もちろん、亀井氏は、金融と郵政を兼務しているので、亀井氏への質問が中小企業への金融対策から始まって、後で郵政見直し問題の順番にやるのであれば、『金融・郵政担当』と書いても別に問題ないと思うが、気のせいかテレビ局側の深層心理に郵政見直し問題は極力回避したい思いが見える。管理人が知る範囲で、組閣から17日も経っているのに、テレビが亀井大臣の郵政見直し問題について、まともに取り上げた場面は、この番組が初めてである。郵政と金融の二つの役職を兼ねた大臣の、呼称の順序が瑣末だとは思えない。

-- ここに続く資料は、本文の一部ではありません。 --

//! Redis storage configuration.
//!
//! [`RedisConfig`] mirrors the flat thumbor configuration keys one to one, so
//! a whole host configuration document can be deserialized into it; keys it
//! does not know are ignored. [`ConnectionConfig`] is the per-store view the
//! connection builder works with.

use std::{fmt, str::FromStr, time::Duration};

use chrono::{DateTime, TimeDelta, Utc};
use serde::{Deserialize, Serialize};

use crate::error::Error;

/// Deployment topology of a redis store.
#[derive(Debug, Clone, Copy, PartialEq, Eq, Hash)]
pub enum RedisMode {
    /// A single redis server.
    SingleNode,
    /// A primary/replica set managed by redis sentinel.
    Sentinel,
    /// A redis cluster.
    Cluster,
}

impl RedisMode {
    /// The configuration tag for this mode.
    pub const fn as_str(&self) -> &'static str {
        match self {
            RedisMode::SingleNode => "single_node",
            RedisMode::Sentinel => "sentinel",
            RedisMode::Cluster => "cluster",
        }
    }
}

impl fmt::Display for RedisMode {
    fn fmt(&self, f: &mut fmt::Formatter<'_>) -> fmt::Result {
        f.write_str(self.as_str())
    }
}

impl FromStr for RedisMode {
    type Err = ();

    /// Parses a mode tag, ignoring ASCII case.
    fn from_str(s: &str) -> Result<Self, Self::Err> {
        match s.to_ascii_lowercase().as_str() {
            "single_node" => Ok(RedisMode::SingleNode),
            "sentinel" => Ok(RedisMode::Sentinel),
            "cluster" => Ok(RedisMode::Cluster),
            _ => Err(()),
        }
    }
}

/// Which logical store a connection serves.
#[derive(Debug, Clone, Copy, PartialEq, Eq, Hash)]
pub enum StorageKind {
    /// Original images (`REDIS_STORAGE_*` keys).
    Storage,
    /// Processed results (`REDIS_RESULT_STORAGE_*` keys).
    ResultStorage,
}

impl StorageKind {
    /// Key holding the topology tag.
    pub const fn mode_key(self) -> &'static str {
        match self {
            StorageKind::Storage => "REDIS_STORAGE_MODE",
            StorageKind::ResultStorage => "REDIS_RESULT_STORAGE_MODE",
        }
    }

    /// Key holding the instance list for the given topology.
    pub const fn instances_key(self, mode: RedisMode) -> &'static str {
        match (self, mode) {
            (StorageKind::Storage, RedisMode::Cluster) => "REDIS_CLUSTER_STORAGE_STARTUP_INSTANCES",
            (StorageKind::Storage, _) => "REDIS_SENTINEL_STORAGE_INSTANCES",
            (StorageKind::ResultStorage, RedisMode::Cluster) => {
                "REDIS_CLUSTER_RESULT_STORAGE_STARTUP_INSTANCES"
            }
            (StorageKind::ResultStorage, _) => "REDIS_SENTINEL_RESULT_STORAGE_INSTANCES",
        }
    }

    /// Key holding the sentinel master name.
    pub const fn master_instance_key(self) -> &'static str {
        match self {
            StorageKind::Storage => "REDIS_SENTINEL_STORAGE_MASTER_INSTANCE",
            StorageKind::ResultStorage => "REDIS_SENTINEL_RESULT_STORAGE_MASTER_INSTANCE",
        }
    }

    const fn socket_timeout_key(self) -> &'static str {
        match self {
            StorageKind::Storage => "REDIS_SENTINEL_STORAGE_SOCKET_TIMEOUT",
            StorageKind::ResultStorage => "REDIS_SENTINEL_RESULT_STORAGE_SOCKET_TIMEOUT",
        }
    }
}

/// Every configuration key the redis storages read.
///
/// ```
/// use tc_redis::RedisConfig;
///
/// let config = RedisConfig::from_yaml(
///     r#"
/// REDIS_STORAGE_MODE: cluster
/// REDIS_CLUSTER_STORAGE_STARTUP_INSTANCES: "localhost:6390,localhost:6391"
/// "#,
/// )?;
/// assert_eq!(config.redis_storage_mode, "cluster");
/// assert!(config.redis_storage_ignore_errors);
/// # Ok::<(), tc_redis::Error>(())
/// ```
#[derive(Debug, Clone, PartialEq, Deserialize, Serialize)]
#[serde(default, rename_all = "SCREAMING_SNAKE_CASE")]
pub struct RedisConfig {
    /// Topology of the original image store: `single_node`, `sentinel` or `cluster`.
    pub redis_storage_mode: String,
    /// Single node host.
    pub redis_storage_server_host: String,
    /// Single node port.
    pub redis_storage_server_port: u16,
    /// Single node database index.
    pub redis_storage_server_db: i64,
    /// Password for single node and cluster servers.
    pub redis_storage_server_password: Option<String>,
    /// Log backend failures and return empty values instead of failing.
    pub redis_storage_ignore_errors: bool,
    /// Comma separated cluster seed nodes.
    pub redis_cluster_storage_startup_instances: Option<String>,
    /// Comma separated `host:port` sentinels.
    pub redis_sentinel_storage_instances: Option<String>,
    /// Name of the master monitored by the sentinels.
    pub redis_sentinel_storage_master_instance: Option<String>,
    /// Database index on the sentinel-managed primary.
    pub redis_sentinel_storage_master_db: i64,
    /// Password of the sentinel-managed primary.
    pub redis_sentinel_storage_master_password: Option<String>,
    /// Password of the sentinels themselves.
    pub redis_sentinel_storage_password: Option<String>,
    /// Sentinel and primary socket timeout, in seconds.
    pub redis_sentinel_storage_socket_timeout: f64,

    /// Topology of the result store.
    pub redis_result_storage_mode: String,
    /// Result store single node host.
    pub redis_result_storage_server_host: String,
    /// Result store single node port.
    pub redis_result_storage_server_port: u16,
    /// Result store single node database index.
    pub redis_result_storage_server_db: i64,
    /// Result store password for single node and cluster servers.
    pub redis_result_storage_server_password: Option<String>,
    /// Result store counterpart of `redis_storage_ignore_errors`.
    pub redis_result_storage_ignore_errors: bool,
    /// Result store cluster seed nodes.
    pub redis_cluster_result_storage_startup_instances: Option<String>,
    /// Result store sentinels.
    pub redis_sentinel_result_storage_instances: Option<String>,
    /// Result store sentinel master name.
    pub redis_sentinel_result_storage_master_instance: Option<String>,
    /// Result store database index on the primary.
    pub redis_sentinel_result_storage_master_db: i64,
    /// Result store primary password.
    pub redis_sentinel_result_storage_master_password: Option<String>,
    /// Result store sentinel password.
    pub redis_sentinel_result_storage_password: Option<String>,
    /// Result store socket timeout, in seconds.
    pub redis_sentinel_result_storage_socket_timeout: f64,

    /// Seconds before an original image expires. Zero or less disables expiry.
    pub storage_expiration_seconds: i64,
    /// Default seconds before a result expires. Zero or less disables expiry.
    pub result_storage_expiration_seconds: i64,
    /// Store the signing key next to every original image.
    pub stores_crypto_key_for_each_image: bool,
    /// Serve WebP automatically to clients that accept it.
    pub auto_webp: bool,
}

const DEFAULT_SOCKET_TIMEOUT: f64 = 2.0;

impl Default for RedisConfig {
    fn default() -> Self {
        Self {
            redis_storage_mode: RedisMode::SingleNode.as_str().to_owned(),
            redis_storage_server_host: "localhost".to_owned(),
            redis_storage_server_port: 6379,
            redis_storage_server_db: 0,
            redis_storage_server_password: None,
            redis_storage_ignore_errors: true,
            redis_cluster_storage_startup_instances: None,
            redis_sentinel_storage_instances: None,
            redis_sentinel_storage_master_instance: None,
            redis_sentinel_storage_master_db: 0,
            redis_sentinel_storage_master_password: None,
            redis_sentinel_storage_password: None,
            redis_sentinel_storage_socket_timeout: DEFAULT_SOCKET_TIMEOUT,

            redis_result_storage_mode: RedisMode::SingleNode.as_str().to_owned(),
            redis_result_storage_server_host: "localhost".to_owned(),
            redis_result_storage_server_port: 6379,
            redis_result_storage_server_db: 0,
            redis_result_storage_server_password: None,
            redis_result_storage_ignore_errors: true,
            redis_cluster_result_storage_startup_instances: None,
            redis_sentinel_result_storage_instances: None,
            redis_sentinel_result_storage_master_instance: None,
            redis_sentinel_result_storage_master_db: 0,
            redis_sentinel_result_storage_master_password: None,
            redis_sentinel_result_storage_password: None,
            redis_sentinel_result_storage_socket_timeout: DEFAULT_SOCKET_TIMEOUT,

            storage_expiration_seconds: 60 * 60 * 24 * 30,
            result_storage_expiration_seconds: 0,
            stores_crypto_key_for_each_image: false,
            auto_webp: false,
        }
    }
}

impl RedisConfig {
    /// Parses a YAML configuration document.
    pub fn from_yaml(yaml: &str) -> Result<Self, Error> {
        serde_saphyr::from_str(yaml).map_err(|e| Error::InvalidConfig(e.to_string()))
    }

    /// Builds the configuration from an already parsed key/value map.
    pub fn from_value(value: serde_json::Value) -> Result<Self, Error> {
        serde_json::from_value(value).map_err(|e| Error::InvalidConfig(e.to_string()))
    }

    /// The `*_IGNORE_ERRORS` flag of the given store.
    pub fn ignore_errors(&self, kind: StorageKind) -> bool {
        match kind {
            StorageKind::Storage => self.redis_storage_ignore_errors,
            StorageKind::ResultStorage => self.redis_result_storage_ignore_errors,
        }
    }
}

/// Connection settings of one logical store.
#[derive(Debug, Clone, PartialEq)]
pub struct ConnectionConfig {
    /// Store these settings were resolved for.
    pub kind: StorageKind,
    /// Lower-cased topology tag, validated when the connection is built.
    pub mode: String,
    /// Single node host.
    pub host: String,
    /// Single node port.
    pub port: u16,
    /// Single node database index.
    pub db: i64,
    /// Server password, also used for cluster nodes.
    pub password: Option<String>,
    /// Comma separated `host:port` list: sentinels or cluster seed nodes.
    pub instances: Option<String>,
    /// Sentinel master name.
    pub master_instance: Option<String>,
    /// Database index on the sentinel-managed primary.
    pub master_db: i64,
    /// Password of the sentinel-managed primary.
    pub master_password: Option<String>,
    /// Password for the sentinels themselves.
    pub sentinel_password: Option<String>,
    /// Bound on sentinel queries and on commands sent to a sentinel-managed primary.
    pub socket_timeout: Duration,
}

impl ConnectionConfig {
    /// Picks the settings of `kind` out of the full configuration.
    pub fn resolve(config: &RedisConfig, kind: StorageKind) -> Result<Self, Error> {
        let resolved = match kind {
            StorageKind::Storage => Self {
                kind,
                mode: config.redis_storage_mode.to_ascii_lowercase(),
                host: config.redis_storage_server_host.clone(),
                port: config.redis_storage_server_port,
                db: config.redis_storage_server_db,
                password: config.redis_storage_server_password.clone(),
                instances: None,
                master_instance: config.redis_sentinel_storage_master_instance.clone(),
                master_db: config.redis_sentinel_storage_master_db,
                master_password: config.redis_sentinel_storage_master_password.clone(),
                sentinel_password: config.redis_sentinel_storage_password.clone(),
                socket_timeout: socket_timeout(kind, config.redis_sentinel_storage_socket_timeout)?,
            },
            StorageKind::ResultStorage => Self {
                kind,
                mode: config.redis_result_storage_mode.to_ascii_lowercase(),
                host: config.redis_result_storage_server_host.clone(),
                port: config.redis_result_storage_server_port,
                db: config.redis_result_storage_server_db,
                password: config.redis_result_storage_server_password.clone(),
                instances: None,
                master_instance: config.redis_sentinel_result_storage_master_instance.clone(),
                master_db: config.redis_sentinel_result_storage_master_db,
                master_password: config.redis_sentinel_result_storage_master_password.clone(),
                sentinel_password: config.redis_sentinel_result_storage_password.clone(),
                socket_timeout: socket_timeout(
                    kind,
                    config.redis_sentinel_result_storage_socket_timeout,
                )?,
            },
        };

        let cluster = resolved.mode == RedisMode::Cluster.as_str();
        let instances = match (kind, cluster) {
            (StorageKind::Storage, true) => &config.redis_cluster_storage_startup_instances,
            (StorageKind::Storage, false) => &config.redis_sentinel_storage_instances,
            (StorageKind::ResultStorage, true) => {
                &config.redis_cluster_result_storage_startup_instances
            }
            (StorageKind::ResultStorage, false) => &config.redis_sentinel_result_storage_instances,
        };

        Ok(Self {
            instances: instances.clone(),
            ..resolved
        })
    }

    /// Validates the topology tag.
    ///
    /// Fails with [`Error::UnknownMode`] naming the store's mode key.
    pub fn mode(&self) -> Result<RedisMode, Error> {
        self.mode.parse().map_err(|()| Error::UnknownMode {
            key: self.kind.mode_key(),
            value: self.mode.clone(),
        })
    }
}

fn socket_timeout(kind: StorageKind, seconds: f64) -> Result<Duration, Error> {
    Duration::try_from_secs_f64(seconds).map_err(|_| {
        Error::InvalidConfig(format!(
            "{} must be a non-negative number of seconds, got {seconds}",
            kind.socket_timeout_key()
        ))
    })
}

/// Converts an `*_EXPIRATION_SECONDS` value into a time span.
///
/// Zero or less means no expiry. Values that cannot be added to the current
/// time are [`Error::InvalidConfig`].
pub(crate) fn expiration(key: &'static str, seconds: i64) -> Result<Option<TimeDelta>, Error> {
    if seconds <= 0 {
        return Ok(None);
    }
    TimeDelta::try_seconds(seconds)
        .filter(|delta| Utc::now().checked_add_signed(*delta).is_some())
        .map(Some)
        .ok_or_else(|| Error::InvalidConfig(format!("{key} is out of range: {seconds}")))
}

/// The instant an entry written now with `expiration` should expire.
pub(crate) fn expire_at(expiration: TimeDelta) -> Result<DateTime<Utc>, Error> {
    Utc::now().checked_add_signed(expiration).ok_or_else(|| {
        Error::InvalidConfig(format!(
            "expiry of {} seconds is out of range",
            expiration.num_seconds()
        ))
    })
}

1953年の第五福竜丸事件の後、国内は反米、反原子力感情が強くなっていた。CIAは当時の正力松太郎読売新聞社主を通じて親米キャンペーンを行った。全国縦断マイクロ波通信網を建設させようとしていた。これが国内テレビの歴史的発展の底流にある。読売グループが対米隷従の性格を強く有することは国内メディアの伝統に通じると思う。
2007年10月1日には郵政民営化の始動を控えていたが、この直前には麻生太郎氏と福田康夫氏の総裁選が行われた。読売グループは反麻生キャンペーンを露骨に張り、その結果、福田氏が総理の座を射止めた。当時、管理人はその理由を、麻生氏が実は四分社化体制に反対していたからだと指摘した。郵政が四分社形態を取らなければ、ゆうちょとかんぽ資金を米系外資が掌握できないからだ。郵政資金の収奪を企んでいる米系外資はゴールドマン・サックスである。この収奪計画は、民主党が政権を取り、亀井静香氏が郵政・金融大臣に就任した現在も、着々と進行中である。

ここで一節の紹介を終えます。